- WHAT YOU HAVE TO DO -
Go through the lines below and copy each one that holds the string "filter".

(DATASET EXTRACT begins)

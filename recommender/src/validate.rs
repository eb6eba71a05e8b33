use resources::{
    config::RecommenderConfig,
    objects::{WorkloadPlan, WorkloadTrace},
    utils::{nan_max, nan_min, round_half_up},
};

use crate::slope::SlopeAnalysis;

/// Size the HPA target, slope and CPU limit of a horizontal plan, or
/// explain why the plan must be skipped.
///
/// Only the trace rows at or above the plan's CPU baseline matter: below
/// it the HPA would not be scaling on CPU at all.
pub fn size_plan_targets(
    config: &RecommenderConfig,
    plan: &mut WorkloadPlan,
    trace: &WorkloadTrace,
    slope: &SlopeAnalysis,
) -> Result<(), String> {
    let baseline = plan.recommended_cpu_request;
    let above_baseline: Vec<usize> = trace
        .rows()
        .iter()
        .enumerate()
        .filter(|(_, row)| row.avg_container_cpu_usage >= baseline)
        .map(|(i, _)| i)
        .collect();
    if above_baseline.is_empty() {
        return Err(format!(
            "Skip HPA plan {}. No usage above CPU baseline requests: {:.2}.",
            plan.method, baseline
        ));
    }

    let max_usage_slope_up_ratio = round_half_up(
        nan_max(
            above_baseline
                .iter()
                .map(|&i| slope.max_usage_slope_up_ratio[i]),
        ),
        2,
    );
    if max_usage_slope_up_ratio > config.hpa_scale_limit {
        return Err(format!(
            "Skip HPA plan {}. Slope ratio {} exceeds HPA scale limit {}.",
            plan.method, max_usage_slope_up_ratio, config.hpa_scale_limit
        ));
    }
    plan.max_usage_slope_up_ratio = max_usage_slope_up_ratio;

    // Zero slopes divide to infinity and simply never win the minimum.
    plan.recommended_hpa_target_cpu = round_half_up(
        nan_min(
            above_baseline
                .iter()
                .map(|&i| (1.0 - config.hpa_target_buffer) / slope.max_usage_slope_up_ratio[i]),
        ),
        2,
    );
    if plan.recommended_hpa_target_cpu < config.min_hpa_target_cpu
        || plan.recommended_hpa_target_cpu > config.max_hpa_target_cpu
    {
        return Err(format!(
            "Skip HPA plan {}. Recommended target CPU {} not between {} and {}.",
            plan.method,
            plan.recommended_hpa_target_cpu,
            config.min_hpa_target_cpu,
            config.max_hpa_target_cpu
        ));
    }

    plan.recommended_cpu_limit_or_unbounded = (plan.recommended_cpu_request
        + nan_max(above_baseline.iter().map(|&i| slope.max_cpu_in_horizon[i]))
            / plan.recommended_max_replicas as f64)
        .ceil();
    Ok(())
}

#[cfg(test)]
mod tests {
    use super::*;
    use crate::{slope::analyze_slope_up, testutil::cpu_usage_trace};

    fn plan_with_baseline(cpu: f64) -> WorkloadPlan {
        let mut plan = WorkloadPlan::new("DCR-50".to_string(), cpu, 64.0, 3, 4);
        plan.workload_e2e_startup_latency_rows = 2;
        plan
    }

    #[test]
    fn sizes_target_and_limit_from_rows_above_baseline() {
        let config = RecommenderConfig::default();
        let trace = cpu_usage_trace(&[1.0, 2.0, 4.0, 1.0]);
        let slope = analyze_slope_up(&trace, 2).unwrap();

        let mut plan = plan_with_baseline(2.0);
        size_plan_targets(&config, &mut plan, &trace, &slope).unwrap();
        // Rows 1 and 2 qualify; their slopes are 2.0 and 1.0.
        assert!((plan.max_usage_slope_up_ratio - 2.0).abs() < 1e-12);
        assert!((plan.recommended_hpa_target_cpu - 0.45).abs() < 1e-12);
        // ceil(2.0 + 4.0 / 4 replicas)
        assert_eq!(plan.recommended_cpu_limit_or_unbounded, 3.0);
    }

    #[test]
    fn rejects_when_no_usage_reaches_baseline() {
        let config = RecommenderConfig::default();
        let trace = cpu_usage_trace(&[1.0, 2.0, 4.0, 1.0]);
        let slope = analyze_slope_up(&trace, 2).unwrap();

        let mut plan = plan_with_baseline(5.0);
        let reason = size_plan_targets(&config, &mut plan, &trace, &slope).unwrap_err();
        assert!(reason.contains("No usage above CPU baseline"));
    }

    #[test]
    fn rejects_slopes_beyond_the_scale_limit() {
        let config = RecommenderConfig {
            hpa_scale_limit: 1.5,
            ..RecommenderConfig::default()
        };
        let trace = cpu_usage_trace(&[1.0, 2.0, 4.0, 1.0]);
        let slope = analyze_slope_up(&trace, 2).unwrap();

        let mut plan = plan_with_baseline(1.0);
        let reason = size_plan_targets(&config, &mut plan, &trace, &slope).unwrap_err();
        assert!(reason.contains("exceeds HPA scale limit"));
    }

    #[test]
    fn rejects_targets_outside_the_configured_range() {
        let config = RecommenderConfig::default();
        // Slope of 2.3 pushes the target to 0.39, just under the floor.
        let trace = cpu_usage_trace(&[1.0, 2.3, 1.0]);
        let slope = analyze_slope_up(&trace, 2).unwrap();

        let mut plan = plan_with_baseline(1.0);
        let reason = size_plan_targets(&config, &mut plan, &trace, &slope).unwrap_err();
        assert!(reason.contains("not between"));
    }
}
//! Numeric helpers shared by the planner and the simulator.
//!
//! All recommendation arithmetic runs on `f64`. Rounding is ordinary
//! half-up (half away from zero), not the IEEE round-half-to-even the
//! standard library uses, so repeated runs reproduce the same plan
//! boundaries.

/// Round `value` to `digits` decimal places, halves away from zero.
pub fn round_half_up(value: f64, digits: u32) -> f64 {
    if !value.is_finite() {
        return value;
    }
    let factor = 10f64.powi(digits as i32);
    let scaled = value * factor;
    if scaled >= 0.0 {
        (scaled + 0.5).floor() / factor
    } else {
        (scaled - 0.5).ceil() / factor
    }
}

/// Quantile with linear interpolation between closest ranks.
///
/// `q` is a fraction in `[0, 1]`. Returns NaN for an empty slice. NaN
/// inputs are ignored.
pub fn quantile(values: &[f64], q: f64) -> f64 {
    let mut sorted: Vec<f64> = values.iter().copied().filter(|v| !v.is_nan()).collect();
    if sorted.is_empty() {
        return f64::NAN;
    }
    sorted.sort_by(|a, b| a.partial_cmp(b).expect("non-NaN values"));
    let q = q.clamp(0.0, 1.0);
    let rank = q * (sorted.len() - 1) as f64;
    let lo = rank.floor() as usize;
    let hi = rank.ceil() as usize;
    if lo == hi {
        sorted[lo]
    } else {
        sorted[lo] + (sorted[hi] - sorted[lo]) * (rank - lo as f64)
    }
}

/// Percentile in `[0, 100]`, same interpolation as [`quantile`].
pub fn percentile(values: &[f64], p: f64) -> f64 {
    quantile(values, p / 100.0)
}

/// Maximum over an iterator, skipping NaN. NaN when nothing remains.
pub fn nan_max(values: impl IntoIterator<Item = f64>) -> f64 {
    values
        .into_iter()
        .filter(|v| !v.is_nan())
        .fold(f64::NAN, |acc, v| if acc.is_nan() || v > acc { v } else { acc })
}

/// Minimum over an iterator, skipping NaN. NaN when nothing remains.
pub fn nan_min(values: impl IntoIterator<Item = f64>) -> f64 {
    values
        .into_iter()
        .filter(|v| !v.is_nan())
        .fold(f64::NAN, |acc, v| if acc.is_nan() || v < acc { v } else { acc })
}

/// Arithmetic mean. NaN for an empty iterator.
pub fn mean(values: impl IntoIterator<Item = f64>) -> f64 {
    let (sum, count) = values
        .into_iter()
        .fold((0.0, 0usize), |(s, n), v| (s + v, n + 1));
    if count == 0 {
        f64::NAN
    } else {
        sum / count as f64
    }
}

/// Sample standard deviation (ddof = 1). Zero for fewer than two values.
pub fn sample_stddev(values: &[f64]) -> f64 {
    if values.len() < 2 {
        return 0.0;
    }
    let avg = mean(values.iter().copied());
    let var = values.iter().map(|v| (v - avg) * (v - avg)).sum::<f64>()
        / (values.len() - 1) as f64;
    var.sqrt()
}

#[cfg(test)]
mod tests {
    use super::*;

    #[test]
    fn half_up_rounding() {
        assert_eq!(round_half_up(0.125, 2), 0.13);
        assert_eq!(round_half_up(0.135, 2), 0.14);
        assert_eq!(round_half_up(2.5, 0), 3.0);
        assert_eq!(round_half_up(-2.5, 0), -3.0);
        assert_eq!(round_half_up(1.2344, 3), 1.234);
        assert!(round_half_up(f64::INFINITY, 2).is_infinite());
    }

    #[test]
    fn quantile_interpolates_linearly() {
        let values = [1.0, 2.0, 3.0, 4.0];
        assert_eq!(quantile(&values, 0.0), 1.0);
        assert_eq!(quantile(&values, 1.0), 4.0);
        assert_eq!(quantile(&values, 0.5), 2.5);
        assert_eq!(percentile(&values, 25.0), 1.75);
    }

    #[test]
    fn quantile_of_empty_is_nan() {
        assert!(quantile(&[], 0.5).is_nan());
    }

    #[test]
    fn nan_extrema_skip_nan() {
        assert_eq!(nan_max([1.0, f64::NAN, 3.0]), 3.0);
        assert_eq!(nan_min([1.0, f64::NAN, 3.0]), 1.0);
        assert!(nan_max([f64::NAN]).is_nan());
    }

    #[test]
    fn stddev_of_single_value_is_zero() {
        assert_eq!(sample_stddev(&[4.2]), 0.0);
        let spread = [2.0, 4.0, 4.0, 4.0, 5.0, 5.0, 7.0, 9.0];
        assert!((sample_stddev(&spread) - 2.138089935).abs() < 1e-6);
    }
}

(DATASET EXTRACT ends)

- RESPONSE BELOW -
        .filter(|(_, row)| row.avg_container_cpu_usage >= baseline)
    let mut sorted: Vec<f64> = values.iter().copied().filter(|v| !v.is_nan()).collect();
        .filter(|v| !v.is_nan())
        .filter(|v| !v.is_nan())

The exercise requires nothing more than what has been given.